Would you return every line of the listing below that has "usize" in it?

::: DATASET CONTENT

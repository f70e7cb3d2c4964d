//! Match configuration
//!
//! Built once at startup (defaults, optionally overridden from a JSON file),
//! validated, then handed to the match state. Nothing in the simulation reads
//! global tuning directly.

use std::path::Path;

use glam::Vec2;
use serde::{Deserialize, Serialize};

use crate::consts::*;
use crate::sim::Rect;

/// Error type for configuration loading and validation.
#[derive(Debug)]
pub enum ConfigError {
    /// Config file could not be read.
    Io(std::io::Error),
    /// Config text is not valid JSON for `MatchConfig`.
    Parse(serde_json::Error),
    /// Config parsed but holds unusable values.
    Invalid(String),
}

impl std::fmt::Display for ConfigError {
    fn fmt(&self, f: &mut std::fmt::Formatter<'_>) -> std::fmt::Result {
        match self {
            Self::Io(e) => write!(f, "Failed to read config: {e}"),
            Self::Parse(e) => write!(f, "Failed to parse config: {e}"),
            Self::Invalid(msg) => write!(f, "Invalid config: {msg}"),
        }
    }
}

impl std::error::Error for ConfigError {
    fn source(&self) -> Option<&(dyn std::error::Error + 'static)> {
        match self {
            Self::Io(e) => Some(e),
            Self::Parse(e) => Some(e),
            Self::Invalid(_) => None,
        }
    }
}

impl From<std::io::Error> for ConfigError {
    fn from(e: std::io::Error) -> Self {
        Self::Io(e)
    }
}

impl From<serde_json::Error> for ConfigError {
    fn from(e: serde_json::Error) -> Self {
        Self::Parse(e)
    }
}

/// Immutable match tuning
#[derive(Debug, Clone, PartialEq, Serialize, Deserialize)]
#[serde(default)]
pub struct MatchConfig {
    /// Level identifier passed to the tile map loader
    pub level: u32,

    // === Geometry ===
    pub screen_width: f32,
    pub screen_height: f32,
    pub tile_size: f32,
    pub tank_size: f32,
    pub bullet_size: f32,
    pub item_size: f32,
    pub headquarters_size: f32,

    // === Tanks ===
    pub player_speed: f32,
    pub enemy_speed: f32,
    pub player_lives: u32,
    pub player_spawn: Vec2,
    pub shoot_cooldown_ticks: u32,
    pub invincible_ticks: u32,

    // === Projectiles ===
    /// Speed per tank level
    pub bullet_speed: f32,
    pub bullet_damage: i32,
    pub gun_speed_bonus: f32,
    /// Upper bound the Shell item can raise a tank's projectile cap to
    pub max_projectile_cap: usize,

    // === Enemies ===
    pub enemy_quota: u32,
    pub max_live_enemies: usize,
    pub spawn_interval_ticks: u32,
    pub enemy_spawn_points: Vec<Vec2>,
    /// Consecutive non-Target spawns that force a Target spawn
    pub target_streak_limit: u32,
    pub target_spawn_chance: f64,
    pub ai_interval_min_ticks: u32,
    pub ai_interval_max_ticks: u32,
    pub ai_fire_chance: f64,

    // === Items ===
    pub item_lifetime_ticks: u32,
}

impl Default for MatchConfig {
    fn default() -> Self {
        Self {
            level: 1,

            screen_width: SCREEN_WIDTH,
            screen_height: SCREEN_HEIGHT,
            tile_size: TILE_SIZE,
            tank_size: TANK_SIZE,
            bullet_size: BULLET_SIZE,
            item_size: ITEM_SIZE,
            headquarters_size: HEADQUARTERS_SIZE,

            player_speed: PLAYER_SPEED,
            enemy_speed: ENEMY_SPEED,
            player_lives: PLAYER_LIVES,
            // Open pocket in the forest maze, south of the map centre
            player_spawn: Vec2::new(SCREEN_WIDTH / 2.0, SCREEN_HEIGHT - 200.0),
            shoot_cooldown_ticks: SHOOT_COOLDOWN_TICKS,
            invincible_ticks: INVINCIBLE_TICKS,

            bullet_speed: BULLET_SPEED,
            bullet_damage: BULLET_DAMAGE,
            gun_speed_bonus: GUN_SPEED_BONUS,
            max_projectile_cap: MAX_PROJECTILE_CAP,

            enemy_quota: ENEMY_QUOTA,
            max_live_enemies: MAX_LIVE_ENEMIES,
            spawn_interval_ticks: SPAWN_INTERVAL_TICKS,
            enemy_spawn_points: vec![
                Vec2::new(50.0, 50.0),
                Vec2::new(SCREEN_WIDTH / 2.0 - 20.0, 50.0),
                Vec2::new(SCREEN_WIDTH - 100.0, 50.0),
            ],
            target_streak_limit: TARGET_STREAK_LIMIT,
            target_spawn_chance: TARGET_SPAWN_CHANCE,
            ai_interval_min_ticks: AI_INTERVAL_MIN_TICKS,
            ai_interval_max_ticks: AI_INTERVAL_MAX_TICKS,
            ai_fire_chance: AI_FIRE_CHANCE,

            item_lifetime_ticks: ITEM_LIFETIME_TICKS,
        }
    }
}

impl MatchConfig {
    /// Parse a (possibly partial) JSON config; missing fields keep defaults
    pub fn from_json_str(json: &str) -> Result<Self, ConfigError> {
        let config: Self = serde_json::from_str(json)?;
        config.validate()?;
        Ok(config)
    }

    /// Load and validate a JSON config file
    pub fn load(path: impl AsRef<Path>) -> Result<Self, ConfigError> {
        let path = path.as_ref();
        let json = std::fs::read_to_string(path)?;
        let config = Self::from_json_str(&json)?;
        log::info!("Loaded match config from {}", path.display());
        Ok(config)
    }

    /// Reject values the simulation cannot run with
    pub fn validate(&self) -> Result<(), ConfigError> {
        let sizes = [
            ("screen_width", self.screen_width),
            ("screen_height", self.screen_height),
            ("tile_size", self.tile_size),
            ("tank_size", self.tank_size),
            ("bullet_size", self.bullet_size),
            ("item_size", self.item_size),
            ("headquarters_size", self.headquarters_size),
        ];
        for (name, value) in sizes {
            if !(value > 0.0) {
                return Err(ConfigError::Invalid(format!("{name} must be positive")));
            }
        }
        if self.enemy_spawn_points.is_empty() {
            return Err(ConfigError::Invalid("no enemy spawn points".into()));
        }
        if self.ai_interval_min_ticks == 0
            || self.ai_interval_min_ticks > self.ai_interval_max_ticks
        {
            return Err(ConfigError::Invalid(format!(
                "AI interval {}..={} is empty",
                self.ai_interval_min_ticks, self.ai_interval_max_ticks
            )));
        }
        for (name, p) in [
            ("target_spawn_chance", self.target_spawn_chance),
            ("ai_fire_chance", self.ai_fire_chance),
        ] {
            if !(0.0..=1.0).contains(&p) {
                return Err(ConfigError::Invalid(format!("{name} must be within [0, 1]")));
            }
        }
        if self.enemy_quota == 0 || self.max_live_enemies == 0 {
            return Err(ConfigError::Invalid("enemy quota and live cap must be non-zero".into()));
        }
        if self.max_projectile_cap == 0 {
            return Err(ConfigError::Invalid("max_projectile_cap must be non-zero".into()));
        }
        Ok(())
    }

    /// The playable area; projectiles expire once they leave it
    pub fn screen_rect(&self) -> Rect {
        Rect::new(Vec2::ZERO, Vec2::new(self.screen_width, self.screen_height))
    }

    /// Grid columns that fit on screen
    pub fn max_cols(&self) -> usize {
        (self.screen_width / self.tile_size).floor() as usize
    }

    /// Grid rows that fit on screen
    pub fn max_rows(&self) -> usize {
        (self.screen_height / self.tile_size).floor() as usize
    }
}

#[cfg(test)]
mod tests {
    use super::*;

    #[test]
    fn test_default_is_valid() {
        let config = MatchConfig::default();
        assert!(config.validate().is_ok());
        assert_eq!(config.max_cols(), 26);
        assert_eq!(config.max_rows(), 20);
    }

    #[test]
    fn test_partial_json_keeps_defaults() {
        let config = MatchConfig::from_json_str(r#"{ "enemy_quota": 5, "player_lives": 1 }"#)
            .expect("partial config should parse");
        assert_eq!(config.enemy_quota, 5);
        assert_eq!(config.player_lives, 1);
        assert_eq!(config.tank_size, TANK_SIZE);
        assert_eq!(config.enemy_spawn_points.len(), 3);
    }

    #[test]
    fn test_invalid_values_rejected() {
        let err = MatchConfig::from_json_str(r#"{ "enemy_spawn_points": [] }"#).unwrap_err();
        assert!(matches!(err, ConfigError::Invalid(_)));

        let err = MatchConfig::from_json_str(
            r#"{ "ai_interval_min_ticks": 50, "ai_interval_max_ticks": 10 }"#,
        )
        .unwrap_err();
        assert!(matches!(err, ConfigError::Invalid(_)));

        let err = MatchConfig::from_json_str(r#"{ "ai_fire_chance": 1.5 }"#).unwrap_err();
        assert!(matches!(err, ConfigError::Invalid(_)));
    }

    #[test]
    fn test_malformed_json_is_parse_error() {
        let err = MatchConfig::from_json_str("{ not json").unwrap_err();
        assert!(matches!(err, ConfigError::Parse(_)));
    }

    #[test]
    fn test_missing_file_is_io_error() {
        let err = MatchConfig::load("/nonexistent/tank-war/config.json").unwrap_err();
        assert!(matches!(err, ConfigError::Io(_)));
    }
}
//! Projectiles
//!
//! A projectile only knows how to move and when it has left the screen.
//! Hits against terrain and tanks are resolved by the match tick.

use glam::Vec2;
use serde::{Deserialize, Serialize};

use super::geom::{Direction, Rect};

/// Which side fired a projectile
#[derive(Debug, Clone, Copy, PartialEq, Eq, Serialize, Deserialize)]
pub enum Owner {
    Player,
    /// Enemy tank id
    Enemy(u32),
}

/// A bullet in flight
#[derive(Debug, Clone, Copy, PartialEq, Serialize, Deserialize)]
pub struct Projectile {
    pub rect: Rect,
    pub direction: Direction,
    /// Pixels per tick
    pub speed: f32,
    pub damage: i32,
    pub owner: Owner,
}

impl Projectile {
    /// Move one tick; returns false once the projectile no longer touches `bounds`
    pub fn advance(&mut self, bounds: &Rect) -> bool {
        self.rect.pos += self.direction.unit() * self.speed;
        self.rect.overlaps(bounds)
    }

    pub fn pos(&self) -> Vec2 {
        self.rect.pos
    }
}

#[cfg(test)]
mod tests {
    use super::*;

    fn bullet(pos: Vec2, direction: Direction, speed: f32) -> Projectile {
        Projectile {
            rect: Rect::square(pos, 10.0),
            direction,
            speed,
            damage: 1,
            owner: Owner::Player,
        }
    }

    #[test]
    fn test_advance_moves_along_direction() {
        let bounds = Rect::new(Vec2::ZERO, Vec2::new(800.0, 600.0));
        let mut p = bullet(Vec2::new(100.0, 100.0), Direction::Left, 8.0);
        assert!(p.advance(&bounds));
        assert_eq!(p.pos(), Vec2::new(92.0, 100.0));
    }

    #[test]
    fn test_expires_after_leaving_bounds() {
        let bounds = Rect::new(Vec2::ZERO, Vec2::new(800.0, 600.0));
        let mut p = bullet(Vec2::new(100.0, 4.0), Direction::Up, 8.0);
        // Still partially on screen
        assert!(p.advance(&bounds));
        assert_eq!(p.pos().y, -4.0);
        assert!(!p.advance(&bounds));
    }
}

::::::

*TASK ANSWER*:
    pub max_projectile_cap: usize,
    pub max_live_enemies: usize,
    pub fn max_cols(&self) -> usize {
        (self.screen_width / self.tile_size).floor() as usize
    pub fn max_rows(&self) -> usize {
        (self.screen_height / self.tile_size).floor() as usize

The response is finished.